<<<<
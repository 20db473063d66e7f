use p3_challenger::FieldChallenger;
use p3_field::{ExtensionField, Field};
use p3_maybe_rayon::prelude::*;
use tracing::{debug, instrument, trace};

use super::{
    AssignmentError, ProverError,
    assignment::WireAssignment,
    challenges::{first_challenge_names, wire_prefix},
    claims::{ClaimsManager, WireClaims},
    parameters::TranscriptSettings,
    proof::Proof,
};
use crate::{
    circuit::{SortedCircuit, WireId},
    fiat_shamir::transcript::Transcript,
    poly::{evals::EvaluationsList, multilinear::MultilinearPoint},
    sumcheck::{self, SumcheckProof},
};

/// Evaluates every gate of `circuit` on every instance of `inputs`.
///
/// `inputs` must assign every input wire. Values it assigns to other wires are overwritten.
#[instrument(skip_all, fields(num_wires = circuit.len()))]
pub fn complete_assignment<EF: Field>(
    circuit: &SortedCircuit<EF>,
    inputs: &WireAssignment<EF>,
) -> Result<WireAssignment<EF>, AssignmentError> {
    let num_instances = inputs.num_instances()?;
    let mut assignment = inputs.clone();

    for (id, wire) in circuit.iter_sorted() {
        if wire.is_input() {
            if !assignment.contains(id) {
                return Err(AssignmentError::MissingWire(id));
            }
            continue;
        }

        let tables: Vec<&[EF]> = wire
            .inputs()
            .iter()
            .map(|&input| {
                assignment
                    .get(input)
                    .ok_or(AssignmentError::MissingWire(input))
            })
            .collect::<Result<_, _>>()?;

        let values = (0..num_instances)
            .into_par_iter()
            .map(|k| {
                let slot_values: Vec<EF> = tables.iter().map(|t| t[k]).collect();
                wire.gate().evaluate(&slot_values)
            })
            .collect();
        assignment.insert(id, values);
    }

    Ok(assignment)
}

/// Proves that `assignment`, a complete assignment of `circuit`, is consistent.
///
/// Follows the verifier's schedule exactly: the same challenge names, the same bindings and
/// the same claim propagation through a [`ClaimsManager`].
#[instrument(skip_all, fields(num_wires = circuit.len()))]
pub fn prove<F, EF, Challenger>(
    circuit: &SortedCircuit<EF>,
    assignment: &WireAssignment<EF>,
    settings: TranscriptSettings<'_, F, EF, Challenger>,
) -> Result<Proof<EF>, ProverError>
where
    F: Field,
    EF: ExtensionField<F>,
    Challenger: FieldChallenger<F>,
{
    let num_vars = assignment.num_vars()?;
    let (mut handle, prefix) = settings.into_transcript(circuit, num_vars)?;
    let transcript = handle.transcript();

    let first_challenge = MultilinearPoint::new(
        transcript.compute_challenges(&first_challenge_names(num_vars, &prefix))?,
    );

    let mut manager = ClaimsManager::new(circuit, assignment);
    let mut entries = vec![SumcheckProof::default(); circuit.len()];

    for (i, (id, wire)) in circuit.iter_sorted().enumerate().rev() {
        if wire.is_output() {
            let value = assignment.evaluate(id, &first_challenge)?;
            manager.add(id, first_challenge.clone(), value)?;
        }

        let claims = manager.delete_claim(id)?;
        if !wire.no_proof() {
            let base_challenges = entries
                .get(i + 1)
                .map(|entry| entry.final_eval_proof.clone())
                .unwrap_or_default();
            entries[i] = prove_wire(
                &mut manager,
                id,
                &claims,
                num_vars,
                transcript,
                &wire_prefix(&prefix, i),
                &base_challenges,
            )?;
        }
        debug!(wire = %id, position = i, "wire proved");
    }

    Ok(Proof(entries))
}

/// Sum-check of `sum_x eq_comb(x) * gate(inputs(x))` for one wire.
///
/// Sends `degree + 1` evaluations per round, computed on tables folded with the previous
/// challenges, then registers the final input evaluations as claims on the inputs.
#[instrument(skip_all, level = "debug", fields(wire = %id))]
fn prove_wire<F, EF, Challenger>(
    manager: &mut ClaimsManager<'_, EF>,
    id: WireId,
    claims: &WireClaims<EF>,
    num_vars: usize,
    transcript: &mut Transcript<F, EF, Challenger>,
    prefix: &str,
    base_challenges: &[EF],
) -> Result<SumcheckProof<EF>, ProverError>
where
    F: Field,
    EF: ExtensionField<F>,
    Challenger: FieldChallenger<F>,
{
    let assignment = manager.assignment();
    let wire = manager.circuit().wire(id);
    let claims_num = claims.points().len();

    let names = sumcheck::challenge_names(prefix, claims_num, num_vars);
    if let Some(first) = names.first() {
        transcript.bind(first, base_challenges)?;
    }
    let (coeff, round_names) = if claims_num > 1 {
        (transcript.compute_challenge(&names[0])?, &names[1..])
    } else {
        (EF::ZERO, &names[..])
    };

    let mut eq = vec![EF::ZERO; 1 << num_vars];
    let mut scale = EF::ONE;
    for point in claims.points() {
        let table = EvaluationsList::eq_table(point, scale);
        eq.par_iter_mut()
            .zip(table.as_slice().par_iter())
            .for_each(|(e, &t)| *e += t);
        scale *= coeff;
    }
    let mut eq = EvaluationsList::new(eq);

    // An input wire is its own single input.
    let (sources, slot_to_unique): (Vec<WireId>, Vec<usize>) = if wire.is_input() {
        (vec![id], vec![0])
    } else {
        (wire.unique_inputs().to_vec(), wire.slot_to_unique().to_vec())
    };
    let mut tables = sources
        .iter()
        .map(|&source| {
            assignment
                .get(source)
                .map(|t| EvaluationsList::new(t.to_vec()))
                .ok_or(AssignmentError::MissingWire(source))
        })
        .collect::<Result<Vec<_>, _>>()?;

    let degree = wire.degree() + 1;
    let gate = wire.gate();
    let mut partial_sum_polys = Vec::with_capacity(num_vars);
    let mut r = Vec::with_capacity(num_vars);

    for (round, name) in round_names.iter().enumerate() {
        let mid = eq.num_evals() / 2;
        let poly: Vec<EF> = (1..=degree)
            .map(|t| {
                let t = EF::from_usize(t);
                let at_t = |table: &EvaluationsList<EF>, x: usize| {
                    let (lo, hi) = (table.as_slice()[x], table.as_slice()[x + mid]);
                    lo + t * (hi - lo)
                };
                (0..mid)
                    .into_par_iter()
                    .map(|x| {
                        let by_slot: Vec<EF> = slot_to_unique
                            .iter()
                            .map(|&u| at_t(&tables[u], x))
                            .collect();
                        at_t(&eq, x) * gate.evaluate(&by_slot)
                    })
                    .sum()
            })
            .collect();

        transcript.bind(name, &poly)?;
        let r_j = transcript.compute_challenge(name)?;
        eq.compress(r_j);
        tables.iter_mut().for_each(|table| table.compress(r_j));
        partial_sum_polys.push(poly);
        r.push(r_j);
        trace!(round, "round sent");
    }

    if wire.is_input() {
        return Ok(SumcheckProof::new(partial_sum_polys, Vec::new()));
    }

    let final_evals: Vec<EF> = tables.iter().map(|table| table.as_slice()[0]).collect();

    let by_slot: Vec<EF> = slot_to_unique.iter().map(|&u| final_evals[u]).collect();
    manager.add_for_input(id, &MultilinearPoint::new(r), &by_slot)?;

    Ok(SumcheckProof::new(partial_sum_polys, final_evals))
}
>>>>
- _WHAT THE EXERCISE ASKS_: The entries above are to be output exactly as they appear.

- _SOLVED PROBLEM_:
repository 20db473063d66e7f
use p3_challenger::FieldChallenger;
use p3_field::{ExtensionField, Field};
use p3_maybe_rayon::prelude::*;
use tracing::{debug, instrument, trace};

use super::{
    AssignmentError, ProverError,
    assignment::WireAssignment,
    challenges::{first_challenge_names, wire_prefix},
    claims::{ClaimsManager, WireClaims},
    parameters::TranscriptSettings,
    proof::Proof,
};
use crate::{
    circuit::{SortedCircuit, WireId},
    fiat_shamir::transcript::Transcript,
    poly::{evals::EvaluationsList, multilinear::MultilinearPoint},
    sumcheck::{self, SumcheckProof},
};

/// Evaluates every gate of `circuit` on every instance of `inputs`.
///
/// `inputs` must assign every input wire. Values it assigns to other wires are overwritten.
#[instrument(skip_all, fields(num_wires = circuit.len()))]
pub fn complete_assignment<EF: Field>(
    circuit: &SortedCircuit<EF>,
    inputs: &WireAssignment<EF>,
) -> Result<WireAssignment<EF>, AssignmentError> {
    let num_instances = inputs.num_instances()?;
    let mut assignment = inputs.clone();

    for (id, wire) in circuit.iter_sorted() {
        if wire.is_input() {
            if !assignment.contains(id) {
                return Err(AssignmentError::MissingWire(id));
            }
            continue;
        }

        let tables: Vec<&[EF]> = wire
            .inputs()
            .iter()
            .map(|&input| {
                assignment
                    .get(input)
                    .ok_or(AssignmentError::MissingWire(input))
            })
            .collect::<Result<_, _>>()?;

        let values = (0..num_instances)
            .into_par_iter()
            .map(|k| {
                let slot_values: Vec<EF> = tables.iter().map(|t| t[k]).collect();
                wire.gate().evaluate(&slot_values)
            })
            .collect();
        assignment.insert(id, values);
    }

    Ok(assignment)
}

/// Proves that `assignment`, a complete assignment of `circuit`, is consistent.
///
/// Follows the verifier's schedule exactly: the same challenge names, the same bindings and
/// the same claim propagation through a [`ClaimsManager`].
#[instrument(skip_all, fields(num_wires = circuit.len()))]
pub fn prove<F, EF, Challenger>(
    circuit: &SortedCircuit<EF>,
    assignment: &WireAssignment<EF>,
    settings: TranscriptSettings<'_, F, EF, Challenger>,
) -> Result<Proof<EF>, ProverError>
where
    F: Field,
    EF: ExtensionField<F>,
    Challenger: FieldChallenger<F>,
{
    let num_vars = assignment.num_vars()?;
    let (mut handle, prefix) = settings.into_transcript(circuit, num_vars)?;
    let transcript = handle.transcript();

    let first_challenge = MultilinearPoint::new(
        transcript.compute_challenges(&first_challenge_names(num_vars, &prefix))?,
    );

    let mut manager = ClaimsManager::new(circuit, assignment);
    let mut entries = vec![SumcheckProof::default(); circuit.len()];

    for (i, (id, wire)) in circuit.iter_sorted().enumerate().rev() {
        if wire.is_output() {
            let value = assignment.evaluate(id, &first_challenge)?;
            manager.add(id, first_challenge.clone(), value)?;
        }

        let claims = manager.delete_claim(id)?;
        if !wire.no_proof() {
            let base_challenges = entries
                .get(i + 1)
                .map(|entry| entry.final_eval_proof.clone())
                .unwrap_or_default();
            entries[i] = prove_wire(
                &mut manager,
                id,
                &claims,
                num_vars,
                transcript,
                &wire_prefix(&prefix, i),
                &base_challenges,
            )?;
        }
        debug!(wire = %id, position = i, "wire proved");
    }

    Ok(Proof(entries))
}

/// Sum-check of `sum_x eq_comb(x) * gate(inputs(x))` for one wire.
///
/// Sends `degree + 1` evaluations per round, computed on tables folded with the previous
/// challenges, then registers the final input evaluations as claims on the inputs.
#[instrument(skip_all, level = "debug", fields(wire = %id))]
fn prove_wire<F, EF, Challenger>(
    manager: &mut ClaimsManager<'_, EF>,
    id: WireId,
    claims: &WireClaims<EF>,
    num_vars: usize,
    transcript: &mut Transcript<F, EF, Challenger>,
    prefix: &str,
    base_challenges: &[EF],
) -> Result<SumcheckProof<EF>, ProverError>
where
    F: Field,
    EF: ExtensionField<F>,
    Challenger: FieldChallenger<F>,
{
    let assignment = manager.assignment();
    let wire = manager.circuit().wire(id);
    let claims_num = claims.points().len();

    let names = sumcheck::challenge_names(prefix, claims_num, num_vars);
    if let Some(first) = names.first() {
        transcript.bind(first, base_challenges)?;
    }
    let (coeff, round_names) = if claims_num > 1 {
        (transcript.compute_challenge(&names[0])?, &names[1..])
    } else {
        (EF::ZERO, &names[..])
    };

    let mut eq = vec![EF::ZERO; 1 << num_vars];
    let mut scale = EF::ONE;
    for point in claims.points() {
        let table = EvaluationsList::eq_table(point, scale);
        eq.par_iter_mut()
            .zip(table.as_slice().par_iter())
            .for_each(|(e, &t)| *e += t);
        scale *= coeff;
    }
    let mut eq = EvaluationsList::new(eq);

    // An input wire is its own single input.
    let (sources, slot_to_unique): (Vec<WireId>, Vec<usize>) = if wire.is_input() {
        (vec![id], vec![0])
    } else {
        (wire.unique_inputs().to_vec(), wire.slot_to_unique().to_vec())
    };
    let mut tables = sources
        .iter()
        .map(|&source| {
            assignment
                .get(source)
                .map(|t| EvaluationsList::new(t.to_vec()))
                .ok_or(AssignmentError::MissingWire(source))
        })
        .collect::<Result<Vec<_>, _>>()?;

    let degree = wire.degree() + 1;
    let gate = wire.gate();
    let mut partial_sum_polys = Vec::with_capacity(num_vars);
    let mut r = Vec::with_capacity(num_vars);

    for (round, name) in round_names.iter().enumerate() {
        let mid = eq.num_evals() / 2;
        let poly: Vec<EF> = (1..=degree)
            .map(|t| {
                let t = EF::from_usize(t);
                let at_t = |table: &EvaluationsList<EF>, x: usize| {
                    let (lo, hi) = (table.as_slice()[x], table.as_slice()[x + mid]);
                    lo + t * (hi - lo)
                };
                (0..mid)
                    .into_par_iter()
                    .map(|x| {
                        let by_slot: Vec<EF> = slot_to_unique
                            .iter()
                            .map(|&u| at_t(&tables[u], x))
                            .collect();
                        at_t(&eq, x) * gate.evaluate(&by_slot)
                    })
                    .sum()
            })
            .collect();

        transcript.bind(name, &poly)?;
        let r_j = transcript.compute_challenge(name)?;
        eq.compress(r_j);
        tables.iter_mut().for_each(|table| table.compress(r_j));
        partial_sum_polys.push(poly);
        r.push(r_j);
        trace!(round, "round sent");
    }

    if wire.is_input() {
        return Ok(SumcheckProof::new(partial_sum_polys, Vec::new()));
    }

    let final_evals: Vec<EF> = tables.iter().map(|table| table.as_slice()[0]).collect();

    let by_slot: Vec<EF> = slot_to_unique.iter().map(|&u| final_evals[u]).collect();
    manager.add_for_input(id, &MultilinearPoint::new(r), &by_slot)?;

    Ok(SumcheckProof::new(partial_sum_polys, final_evals))
}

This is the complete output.